When the job starts, the uploaded files are unpacked directly into the home directory:

  • Local upload destination: all uploaded files are simply unpacked at ~ (the home directory).

There is no extra top-level directory created for you in this case. If your uploaded directory contained train.py and input_data.csv at the top level, they will appear as:

  • ~/train.py
  • ~/input_data.csv

Adjust paths in your scripts accordingly:

  • For GitHub-based tasks: reference files under ~/github_repo_dir/...
  • For local uploads: reference files directly under ~/... (no additional subfolder unless you included one yourself).

Modifying Training Scripts for Transformer Lab​

Any standard Python training script can run as a task. To make it integrate cleanly with Transformer Lab and surface useful outputs back to the UI, the main steps to include from the lab-sdk are:

  • Initialize the job with lab.init()
  • Run your training/eval logic
  • Use lab.save_artifact(...) for anything you want to download or reuse later
  • Optionally call lab.finish(...) or lab.error(...) at the end

A typical pattern looks like:

from lab import lab


def main():
# Initialize the job
lab.init()

# ... your training code here ...

# Save outputs that you want visible in the UI
lab.save_artifact("training_config.json", name="training_config.json")
lab.save_artifact("final_model_summary.txt", name="final_model_summary.txt")

lab.finish("Training completed successfully")


if __name__ == "__main__":
main()

You can adapt existing scripts by:

  • Importing lab and calling lab.init(...) once near the start.
  • Inserting lab.save_artifact(...) calls wherever you produce artifacts you care about.
  • Calling lab.finish(...) (or lab.error(...)) once at the end of the script.

Log Visibility in the GUI​

  • If your script uses the lab-sdk integration (for example lab.init(...)), you can view both:
    • the script execution output logs, and
    • machine/system logs directly in the GUI.
  • If your script does not use lab-sdk, you can still run the task, but in the GUI you will only see machine/system logs (not lab-sdk execution output logs).

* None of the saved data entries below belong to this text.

use chrono::NaiveDate;
use clap::Args;

use itinera::config::Config;
use itinera::suggest::SuggestionClient;

use super::{open_target, AppController, OutputFormat};

/// Ask the generation API for activity ideas
#[derive(Args)]
pub struct SuggestCommand {
    /// Trip ID or share URL
    target: String,

    /// What you are into, e.g. "temples, street food"
    #[arg(long)]
    interests: String,

    /// Add the suggestions to this day (YYYY-MM-DD)
    #[arg(long)]
    accept: Option<NaiveDate>,

    /// Output format
    #[arg(long, short, value_enum, default_value = "text")]
    format: OutputFormat,
}

impl SuggestCommand {
    pub async fn run(
        &self,
        controller: &mut AppController,
        config: &Config,
    ) -> Result<(), Box<dyn std::error::Error>> {
        let client = SuggestionClient::from_config(&config.suggest);
        if !client.is_enabled() {
            return Err("No API key configured. Set ITINERA_API_KEY or suggest.api_key.".into());
        }

        open_target(controller, &self.target).await?;
        let Some(trip) = controller.current_trip() else {
            return Err(format!("Trip not found: {}", self.target).into());
        };
        let destination = trip.destination.clone();

        let suggestions = client.suggest(&destination, &self.interests).await;
        if suggestions.is_empty() {
            println!("No suggestions");
            return Ok(());
        }

        match self.format {
            OutputFormat::Json => {
                println!("{}", serde_json::to_string_pretty(&suggestions)?);
            }
            OutputFormat::Text => {
                println!("Suggestions for {}:", destination);
                for item in &suggestions {
                    println!("  {}", item);
                }
            }
        }

        if let Some(date) = self.accept {
            let count = suggestions.len();
            controller
                .edit(|editor| editor.add_suggested_items(date, suggestions))
                .await?;
            println!("Added {} suggestion(s) to {}", count, date);
        }
        Ok(())
    }
}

Making Outputs Available in the GUI With lab.save_artifact​

Any file or directory you pass to lab.save_artifact becomes an artifact attached to the job. These artifacts:

  • Show up on the job detail page in the GUI.
  • Can be downloaded directly from the UI.
  • May also appear in specialized views (datasets, models, evals) depending on the type you use.

Basic usage​

Use this when you simply want a file or folder downloadable from the GUI:

from lab import lab

lab.init()

# Save a single file
lab.save_artifact("metrics_epoch_1.json", name="metrics_epoch_1.json")

# Save a directory (for example, logs/)
lab.save_artifact("logs", name="logs")

lab.finish("Done")
  • source_path: path to a file or directory on disk.
  • name (optional): how the artifact will appear in the UI. If omitted, the basename of source_path is used.
  • The function returns the destination path inside the job’s storage, which is useful mainly for debugging.

As long as you call lab.save_artifact(...) on a real path during the run, that artifact will be attached to the job and available in the GUI afterwards.

Artifact Modes (type Parameter)​

The type argument to lab.save_artifact controls how Transformer Lab treats an artifact and where it shows up in the UI.

Generic artifacts (default)​

  • Usage: omit type or set it to None.
  • Behavior: saves into the job’s general artifacts directory.
  • UI: appears in the artifacts list for the job; you can download it from there.

Example:

lab.save_artifact("path/to/final_model_summary.txt", name="final_model_summary.txt")

Use this mode for:

  • Logs and JSON summaries.
  • Plots saved as images.
  • Any misc result files you might want to download.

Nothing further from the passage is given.